**Exercise material:**

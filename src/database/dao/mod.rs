pub mod feedback;
pub mod summaries;

pub use feedback::{FeedbackDao, FeedbackFilter};
pub use summaries::SummariesDao;
use super::{CompletionClient, CompletionError};
use async_trait::async_trait;
use std::sync::{Mutex, PoisonError};

/// Mock completion client that records every prompt it receives
pub struct MockCompletionClient {
    pub response_mode: MockResponseMode,
    prompts: Mutex<Vec<String>>,
}

#[derive(Clone, Debug)]
pub enum MockResponseMode {
    /// Always return the same text
    Fixed(String),
    /// Return the prompt's first line, useful to tell segments apart
    EchoFirstLine,
    /// Always fail with the given error
    Fail(CompletionError),
}

impl MockCompletionClient {
    /// Create a new mock client with a default success response
    pub fn new() -> Self {
        Self::with_mode(MockResponseMode::Fixed("Mock summary".to_string()))
    }

    pub fn with_response(text: &str) -> Self {
        Self::with_mode(MockResponseMode::Fixed(text.to_string()))
    }

    pub fn with_error(error: CompletionError) -> Self {
        Self::with_mode(MockResponseMode::Fail(error))
    }

    pub fn with_mode(response_mode: MockResponseMode) -> Self {
        Self {
            response_mode,
            prompts: Mutex::new(Vec::new()),
        }
    }

    /// Number of completion requests made so far
    pub fn call_count(&self) -> usize {
        self.prompts
            .lock()
            .unwrap_or_else(PoisonError::into_inner)
            .len()
    }

    /// Prompts received, in call order
    pub fn prompts(&self) -> Vec<String> {
        self.prompts
            .lock()
            .unwrap_or_else(PoisonError::into_inner)
            .clone()
    }
}

impl Default for MockCompletionClient {
    fn default() -> Self {
        Self::new()
    }
}

#[async_trait]
impl CompletionClient for MockCompletionClient {
    fn model(&self) -> &str {
        "mock-model"
    }

    async fn complete(&self, prompt: &str) -> Result<String, CompletionError> {
        self.prompts
            .lock()
            .unwrap_or_else(PoisonError::into_inner)
            .push(prompt.to_string());

        match &self.response_mode {
            MockResponseMode::Fixed(text) => Ok(text.clone()),
            MockResponseMode::EchoFirstLine => {
                Ok(prompt.lines().next().unwrap_or_default().to_string())
            }
            MockResponseMode::Fail(error) => Err(error.clone()),
        }
    }
}
use crate::Config;
use crate::database::migration::Migrator;
use crate::database::{DatabaseManager, DatabaseManagerImpl};
use clap::Subcommand;
use sea_orm::{ConnectionTrait, DbErr};
use sea_orm_migration::MigratorTrait;
use tracing::info;

#[derive(Subcommand)]
pub enum MigrateAction {
    /// Create the feedback and summaries tables if missing
    Up,
    /// Roll back summarizer migrations; feedback rows are never dropped
    Down {
        #[arg(short, long, default_value = "1", help = "Number of migrations to roll back")]
        steps: u32,
    },
    /// List applied and pending migrations
    Status,
}

/// Migration names split by whether they have run against the store
#[derive(Debug, Default, PartialEq, Eq)]
pub struct MigrationStatusReport {
    pub applied: Vec<String>,
    pub pending: Vec<String>,
}

impl MigrationStatusReport {
    pub async fn collect<C: ConnectionTrait>(db: &C) -> Result<Self, DbErr> {
        let applied = Migrator::get_applied_migrations(db)
            .await?
            .iter()
            .map(|migration| migration.name().to_string())
            .collect();
        let pending = Migrator::get_pending_migrations(db)
            .await?
            .iter()
            .map(|migration| migration.name().to_string())
            .collect();

        Ok(Self { applied, pending })
    }

    pub fn print(&self) {
        println!("Applied ({}):", self.applied.len());
        for name in &self.applied {
            println!("  {}", name);
        }
        println!("Pending ({}):", self.pending.len());
        for name in &self.pending {
            println!("  {}", name);
        }
    }
}

pub async fn handle_migrate_command(
    action: MigrateAction,
    config: &Config,
) -> Result<(), Box<dyn std::error::Error>> {
    let db_manager = DatabaseManagerImpl::new_from_config(&config.database).await?;
    let connection = db_manager.connection();

    match action {
        MigrateAction::Up => {
            let pending = MigrationStatusReport::collect(connection).await?.pending;
            if pending.is_empty() {
                info!("Schema is up to date");
                return Ok(());
            }
            for name in &pending {
                info!("Applying {}", name);
            }
            db_manager.migrate().await?;
        }
        MigrateAction::Down { steps } => {
            info!("Rolling back {} migration(s)", steps);
            Migrator::down(connection, Some(steps)).await?;
            let report = MigrationStatusReport::collect(connection).await?;
            info!("{} migration(s) still applied", report.applied.len());
        }
        MigrateAction::Status => {
            MigrationStatusReport::collect(connection).await?.print();
        }
    }

    Ok(())
}

#[cfg(test)]
mod tests {
    use super::*;
    use crate::database::config::DatabaseConfig;

    const FEEDBACK_MIGRATION: &str = "m20250612_090000_create_feedback_table";
    const SUMMARIES_MIGRATION: &str = "m20250612_090100_create_summaries_table";

    async fn memory_database() -> DatabaseManagerImpl {
        DatabaseManagerImpl::new_from_config(&DatabaseConfig {
            url: "sqlite::memory:".to_string(),
            max_connections: 1,
        })
        .await
        .unwrap()
    }

    #[tokio::test]
    async fn test_status_on_fresh_store_lists_everything_pending() {
        let database = memory_database().await;

        let report = MigrationStatusReport::collect(database.connection())
            .await
            .unwrap();

        assert!(report.applied.is_empty());
        assert_eq!(report.pending, vec![FEEDBACK_MIGRATION, SUMMARIES_MIGRATION]);
    }

    #[tokio::test]
    async fn test_status_tracks_up_and_down() {
        let database = memory_database().await;
        database.migrate().await.unwrap();

        let report = MigrationStatusReport::collect(database.connection())
            .await
            .unwrap();
        assert_eq!(report.applied, vec![FEEDBACK_MIGRATION, SUMMARIES_MIGRATION]);
        assert!(report.pending.is_empty());

        Migrator::down(database.connection(), Some(1)).await.unwrap();

        let report = MigrationStatusReport::collect(database.connection())
            .await
            .unwrap();
        assert_eq!(report.applied, vec![FEEDBACK_MIGRATION]);
        assert_eq!(report.pending, vec![SUMMARIES_MIGRATION]);
    }
}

**Your assignment:** Each line above from the one with "return Ok(());" up to and including the one with "assert!(report.pending.is_empty());" must be set down exactly, and no line outside that span may appear.

**Output:**
                return Ok(());
            }
            for name in &pending {
                info!("Applying {}", name);
            }
            db_manager.migrate().await?;
        }
        MigrateAction::Down { steps } => {
            info!("Rolling back {} migration(s)", steps);
            Migrator::down(connection, Some(steps)).await?;
            let report = MigrationStatusReport::collect(connection).await?;
            info!("{} migration(s) still applied", report.applied.len());
        }
        MigrateAction::Status => {
            MigrationStatusReport::collect(connection).await?.print();
        }
    }

    Ok(())
}

#[cfg(test)]
mod tests {
    use super::*;
    use crate::database::config::DatabaseConfig;

    const FEEDBACK_MIGRATION: &str = "m20250612_090000_create_feedback_table";
    const SUMMARIES_MIGRATION: &str = "m20250612_090100_create_summaries_table";

    async fn memory_database() -> DatabaseManagerImpl {
        DatabaseManagerImpl::new_from_config(&DatabaseConfig {
            url: "sqlite::memory:".to_string(),
            max_connections: 1,
        })
        .await
        .unwrap()
    }

    #[tokio::test]
    async fn test_status_on_fresh_store_lists_everything_pending() {
        let database = memory_database().await;

        let report = MigrationStatusReport::collect(database.connection())
            .await
            .unwrap();

        assert!(report.applied.is_empty());
        assert_eq!(report.pending, vec![FEEDBACK_MIGRATION, SUMMARIES_MIGRATION]);
    }

    #[tokio::test]
    async fn test_status_tracks_up_and_down() {
        let database = memory_database().await;
        database.migrate().await.unwrap();

        let report = MigrationStatusReport::collect(database.connection())
            .await
            .unwrap();
        assert_eq!(report.applied, vec![FEEDBACK_MIGRATION, SUMMARIES_MIGRATION]);
        assert!(report.pending.is_empty());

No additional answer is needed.